Protein-lipid interactions: Cardiolipin forms specific interactions with membrane proteins through electrostatic attractions between its negatively charged headgroups and positively charged protein residues. These interactions can:
Stabilize protein conformations
Facilitate proper protein folding
Mediate interactions between protein subunits
Proton trapping: Cardiolipin can trap protons at the membrane surface, facilitating proton movement along membrane-embedded complexes, which is particularly important for respiratory chain components .
Membrane domain organization: Cardiolipin helps organize specialized membrane domains that concentrate specific proteins, enhancing their functional efficiency .
In mitochondria, cardiolipin depletion results in:
Mitochondrial fragmentation
Loss of membrane potential
Decreased levels of respiratory complex components such as cytochrome oxidase subunit IV and cytochrome c1
These effects highlight cardiolipin's role in maintaining mitochondrial morphology and functional integrity of respiratory complexes. Similarly, in bacteria, cardiolipin influences the organization and function of membrane protein complexes involved in energy metabolism, cell division, and transport .

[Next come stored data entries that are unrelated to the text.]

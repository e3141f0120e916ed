//! Boundary to the publish/subscribe transport.
//!
//! The notification layer never touches sockets or wire framing. A transport
//! implementation owns the connection, delivers callbacks from its own worker,
//! and is created per connection by a [`TransportFactory`].

mod memory;

pub use memory::{ControlMessage, InMemoryTransport};

use crate::config::ConnectionParams;
use std::fmt;
use std::sync::Arc;
use thiserror::Error;

/// Connection state reported by a transport.
#[derive(Clone, Copy, Debug, PartialEq, Eq, Hash)]
pub enum ConnectionState {
    Connecting,
    Connected,
    Disconnecting,
    Disconnected,
    /// Wildcard for callback filtering. Never a real state.
    All,
}

impl ConnectionState {
    pub fn as_str(&self) -> &'static str {
        match self {
            ConnectionState::Connecting => "connecting",
            ConnectionState::Connected => "connected",
            ConnectionState::Disconnecting => "disconnecting",
            ConnectionState::Disconnected => "disconnected",
            ConnectionState::All => "all",
        }
    }
}

impl fmt::Display for ConnectionState {
    fn fmt(&self, f: &mut fmt::Formatter<'_>) -> fmt::Result {
        f.write_str(self.as_str())
    }
}

/// Opaque error reported by a transport. Forwarded, never interpreted.
#[derive(Clone, Debug, PartialEq, Eq, Error)]
#[error("{message}")]
pub struct TransportError {
    message: String,
}

impl TransportError {
    pub fn new(message: impl Into<String>) -> Self {
        Self {
            message: message.into(),
        }
    }

    pub fn message(&self) -> &str {
        &self.message
    }
}

/// `(old, new)` connection state.
pub type StateChangeHandler = Arc<dyn Fn(ConnectionState, ConnectionState) + Send + Sync>;

pub type TransportErrorHandler = Arc<dyn Fn(&TransportError) + Send + Sync>;

/// Called with the topic once the transport confirms membership.
pub type SubscribedHandler = Arc<dyn Fn(&str) + Send + Sync>;

/// `(wire_key, channel_topic, payload)` for every event on a bound key.
pub type InboundEventHandler = Arc<dyn Fn(&str, &str, &str) + Send + Sync>;

/// Callbacks installed on a transport when a connection starts.
#[derive(Clone)]
pub struct TransportHandlers {
    pub on_state_change: StateChangeHandler,
    pub on_error: TransportErrorHandler,
    pub on_subscribed: SubscribedHandler,
}

/// A managed publish/subscribe client.
///
/// Every method is a fire-and-forget request; outcomes arrive through the
/// installed [`TransportHandlers`]. Implementations must not hold internal
/// locks while invoking a handler, since handlers may call back into the
/// transport.
pub trait Transport: Send + Sync {
    /// Replace the installed callbacks.
    fn install(&self, handlers: TransportHandlers);

    fn connect(&self);

    fn disconnect(&self);

    fn state(&self) -> ConnectionState;

    /// Send a subscribe control message for `topic`.
    fn subscribe(&self, topic: &str);

    /// Send an unsubscribe control message for `topic`.
    fn unsubscribe(&self, topic: &str);

    /// Route events named `wire_key` to `handler`.
    fn bind(&self, wire_key: &str, handler: InboundEventHandler);
}

/// Creates a transport for one connection.
pub trait TransportFactory: Send + Sync {
    fn open(&self, params: &ConnectionParams) -> Arc<dyn Transport>;
}

impl<F> TransportFactory for F
where
    F: Fn(&ConnectionParams) -> Arc<dyn Transport> + Send + Sync,
{
    fn open(&self, params: &ConnectionParams) -> Arc<dyn Transport> {
        self(params)
    }
}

The evidence from studies in Trypanosoma brucei shows that cardiolipin synthase colocalizes with inner mitochondrial membrane proteins and forms part of a large protein complex, suggesting a direct spatial relationship between cardiolipin synthesis and the membrane protein complexes it supports .
Studies of cls-null mutants in E. coli have revealed the existence of alternative pathways for cardiolipin formation, though at significantly reduced levels compared to wild-type strains. The mechanisms and regulation of these alternative pathways include:
Phosphatidylserine synthase involvement: Evidence suggests that phosphatidylserine synthase (encoded by the pss gene) may contribute to minor cardiolipin formation in cls mutants . This is supported by the observation that cardiolipin content in cls mutants depends on the dosage of the pss gene, and attempts to transfer a null allele of the cls gene into a pss-1 mutant were unsuccessful .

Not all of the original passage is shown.